Line count for "impl": state how many lines of the data below include it, and output nothing more.

▸ Items from a dataset
- - -
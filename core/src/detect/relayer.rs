//! Relayer detector: automated disbursers paying fresh addresses.
//!
//! RULES:
//!   - The transfer universe is every transfer of the batch's distinct
//!     transactions. Candidates are grouped by sender.
//!   - A window starts at each of a candidate's transfers and covers its
//!     transfers within `window_secs`. The window score is
//!     0.4·[count ≥ min_payouts] + 0.3·[max/min ≤ max_amount_ratio]
//!     + 0.2·(1 − CV of intervals) + 0.1·[every receiver is fresh].
//!   - A receiver is fresh when no transfer in the batch earlier than the
//!     window start touches it. Only the batch is consulted, not the chain.
//!   - Every wallet of the batch gets a verdict: true when its address is a
//!     flagged candidate.

use super::{
    stats::{clamp01, coefficient_of_variation, within_window},
    unique_transactions, Detector, DetectorKind,
};
use crate::{
    config::RelayerParams,
    ledger::{Transfer, Wallet},
};
use chrono::{DateTime, Utc};
use rust_decimal::Decimal;
use std::collections::{BTreeMap, BTreeSet};

const W_COUNT: f64 = 0.4;
const W_UNIFORM: f64 = 0.3;
const W_REGULAR: f64 = 0.2;
const W_FRESH: f64 = 0.1;
/// Absorbs rounding in the weighted sum.
const SCORE_EPSILON: f64 = 1e-9;

type Payout<'a> = (DateTime<Utc>, &'a Transfer);

pub struct RelayerDetector {
    params: RelayerParams,
}

impl RelayerDetector {
    pub fn new(params: RelayerParams) -> Self {
        Self { params }
    }

    /// Score of the window `payouts`, given every timed transfer of the batch.
    fn score(&self, payouts: &[Payout<'_>], universe: &[Payout<'_>]) -> f64 {
        let Some(&(start, _)) = payouts.first() else {
            return 0.0;
        };
        let mut score = 0.0;

        if payouts.len() >= self.params.min_payouts {
            score += W_COUNT;
        }

        let min = payouts.iter().map(|(_, t)| t.amount).min().unwrap_or(Decimal::ZERO);
        let max = payouts.iter().map(|(_, t)| t.amount).max().unwrap_or(Decimal::ZERO);
        if min > Decimal::ZERO && max <= min * self.params.max_amount_ratio {
            score += W_UNIFORM;
        }

        let intervals: Vec<f64> = payouts
            .windows(2)
            .map(|w| (w[1].0 - w[0].0).num_milliseconds() as f64 / 1000.0)
            .collect();
        // All-zero intervals are perfectly regular.
        let cv = coefficient_of_variation(&intervals).unwrap_or(0.0);
        score += W_REGULAR * (1.0 - clamp01(cv));

        let receivers: BTreeSet<&str> = payouts.iter().map(|(_, t)| t.receiver.as_str()).collect();
        let fresh = receivers.iter().all(|r| {
            !universe
                .iter()
                .any(|(at, t)| *at < start && t.touches(r))
        });
        if fresh {
            score += W_FRESH;
        }

        score
    }

    /// Addresses whose payouts score at or above the threshold in some window.
    fn flagged_senders(&self, wallets: &[Wallet]) -> BTreeSet<String> {
        let universe: Vec<Payout<'_>> = unique_transactions(wallets)
            .into_iter()
            .flat_map(|tx| tx.transfers.iter().map(move |t| (tx.timestamp, t)))
            .collect();

        let mut by_sender: BTreeMap<&str, Vec<Payout<'_>>> = BTreeMap::new();
        for &(at, t) in &universe {
            if t.sender != t.receiver {
                by_sender.entry(t.sender.as_str()).or_default().push((at, t));
            }
        }

        let mut flagged = BTreeSet::new();
        for (sender, mut payouts) in by_sender {
            payouts.sort_by_key(|(at, _)| *at);

            for i in 0..payouts.len() {
                let start = payouts[i].0;
                let end = payouts[i..]
                    .iter()
                    .take_while(|(at, _)| within_window(start, *at, self.params.window_secs))
                    .count();
                let score = self.score(&payouts[i..i + end], &universe);
                if score + SCORE_EPSILON >= self.params.threshold {
                    log::debug!("{sender}: relayer window of {end} payouts scored {score:.2}");
                    flagged.insert(sender.to_string());
                    break;
                }
            }
        }
        flagged
    }
}

impl Detector for RelayerDetector {
    fn kind(&self) -> DetectorKind {
        DetectorKind::Relayer
    }

    fn analyze(&self, wallets: &mut [Wallet]) {
        let flagged = self.flagged_senders(wallets);
        log::debug!("{} relayer candidates flagged", flagged.len());

        for wallet in wallets.iter_mut() {
            let detected = flagged.contains(&wallet.address);
            if wallet.analysis.record(self.kind().pattern(), detected) {
                log::info!("Relayer pattern on {}", wallet.address);
            }
        }
    }
}
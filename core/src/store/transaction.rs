use super::{encode_timestamp, parse_decimal, parse_timestamp, LedgerStore};
use crate::{
    error::TraceResult,
    ledger::{Transaction, Transfer},
    types::ChainType,
};
use rusqlite::params;

impl LedgerStore {
    // ── Transaction ───────────────────────────────────────────────

    /// Insert a transaction and its transfers. Idempotent by transaction id:
    /// returns false, writing nothing, when the id is already stored.
    pub fn insert_transaction(&self, chain: ChainType, tx: &Transaction) -> TraceResult<bool> {
        let inserted = self.conn.execute(
            "INSERT OR IGNORE INTO ledger_transaction (tx_id, chain, amount, timestamp_ms)
             VALUES (?1, ?2, ?3, ?4)",
            params![tx.id, chain.as_str(), tx.amount.to_string(), encode_timestamp(&tx.timestamp)],
        )?;
        if inserted == 0 {
            return Ok(false);
        }

        for (position, t) in tx.transfers.iter().enumerate() {
            self.conn.execute(
                "INSERT INTO transfer (tx_id, position, sender, receiver, amount)
                 VALUES (?1, ?2, ?3, ?4, ?5)",
                params![tx.id, position as i64, t.sender, t.receiver, t.amount.to_string()],
            )?;
        }
        Ok(true)
    }

    /// Record that `tx_id` belongs to the history of `address`.
    pub fn link_wallet_transaction(&self, address: &str, tx_id: &str) -> TraceResult<()> {
        self.conn.execute(
            "INSERT OR IGNORE INTO wallet_transaction (address, tx_id) VALUES (?1, ?2)",
            params![address, tx_id],
        )?;
        Ok(())
    }

    /// Linked history of `address`, oldest first. With a limit, only the
    /// most recent `limit` transactions are returned.
    pub fn transactions_for_address(
        &self,
        address: &str,
        limit: Option<usize>,
    ) -> TraceResult<Vec<Transaction>> {
        let mut stmt = self.conn.prepare(
            "SELECT t.tx_id, t.amount, t.timestamp_ms
             FROM ledger_transaction t
             JOIN wallet_transaction w ON w.tx_id = t.tx_id
             WHERE w.address = ?1
             ORDER BY t.timestamp_ms DESC, t.tx_id DESC
             LIMIT ?2",
        )?;
        // SQLite treats a negative LIMIT as unbounded.
        let sql_limit = limit.map(|l| l as i64).unwrap_or(-1);
        let rows = stmt
            .query_map(params![address, sql_limit], |row| {
                Ok((
                    row.get::<_, String>(0)?,
                    row.get::<_, String>(1)?,
                    row.get::<_, i64>(2)?,
                ))
            })?
            .collect::<Result<Vec<_>, _>>()?;

        let mut txs = Vec::with_capacity(rows.len());
        for (tx_id, amount, ts) in rows.into_iter().rev() {
            let mut tx = Transaction::new(tx_id, parse_decimal(&amount)?, parse_timestamp(ts)?);
            tx.transfers = self.transfers_for(&tx.id)?;
            txs.push(tx);
        }
        Ok(txs)
    }

    fn transfers_for(&self, tx_id: &str) -> TraceResult<Vec<Transfer>> {
        let mut stmt = self.conn.prepare(
            "SELECT sender, receiver, amount FROM transfer
             WHERE tx_id = ?1 ORDER BY position ASC",
        )?;
        let rows = stmt
            .query_map(params![tx_id], |row| {
                Ok((
                    row.get::<_, String>(0)?,
                    row.get::<_, String>(1)?,
                    row.get::<_, String>(2)?,
                ))
            })?
            .collect::<Result<Vec<_>, _>>()?;

        rows.into_iter()
            .map(|(sender, receiver, amount)| -> TraceResult<Transfer> {
                Ok(Transfer::new(sender, receiver, parse_decimal(&amount)?))
            })
            .collect()
    }

    pub fn transaction_count(&self) -> TraceResult<i64> {
        let count = self
            .conn
            .query_row("SELECT COUNT(*) FROM ledger_transaction", [], |row| row.get(0))?;
        Ok(count)
    }
}
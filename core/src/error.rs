use thiserror::Error;

#[derive(Error, Debug)]
pub enum TraceError {
    #[error("Database error: {0}")]
    Database(#[from] rusqlite::Error),

    #[error("Serialization error: {0}")]
    Serialization(#[from] serde_json::Error),

    #[error("Unsupported chain type: {chain}")]
    UnsupportedChain { chain: String },

    #[error("Transaction {tx_id} is inconsistent: {reason}")]
    InconsistentTransaction { tx_id: String, reason: String },

    #[error("Invalid amount: {value}")]
    InvalidAmount { value: String },

    #[error("Retrieval failed for {address}: {reason}")]
    Retrieval { address: String, reason: String },

    #[error("No ledger store attached")]
    NoStore,

    #[error(transparent)]
    Other(#[from] anyhow::Error),
}

pub type TraceResult<T> = Result<T, TraceError>;
//! mixtrace-core: address-graph tracing and mixing-pattern detection over
//! recorded blockchain ledgers.

pub mod config;
pub mod detect;
pub mod dispatch;
pub mod engine;
pub mod error;
pub mod event;
pub mod ledger;
pub mod source;
pub mod store;
pub mod trace;
pub mod types;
- - -
▸ WRITTEN RESPONSE
3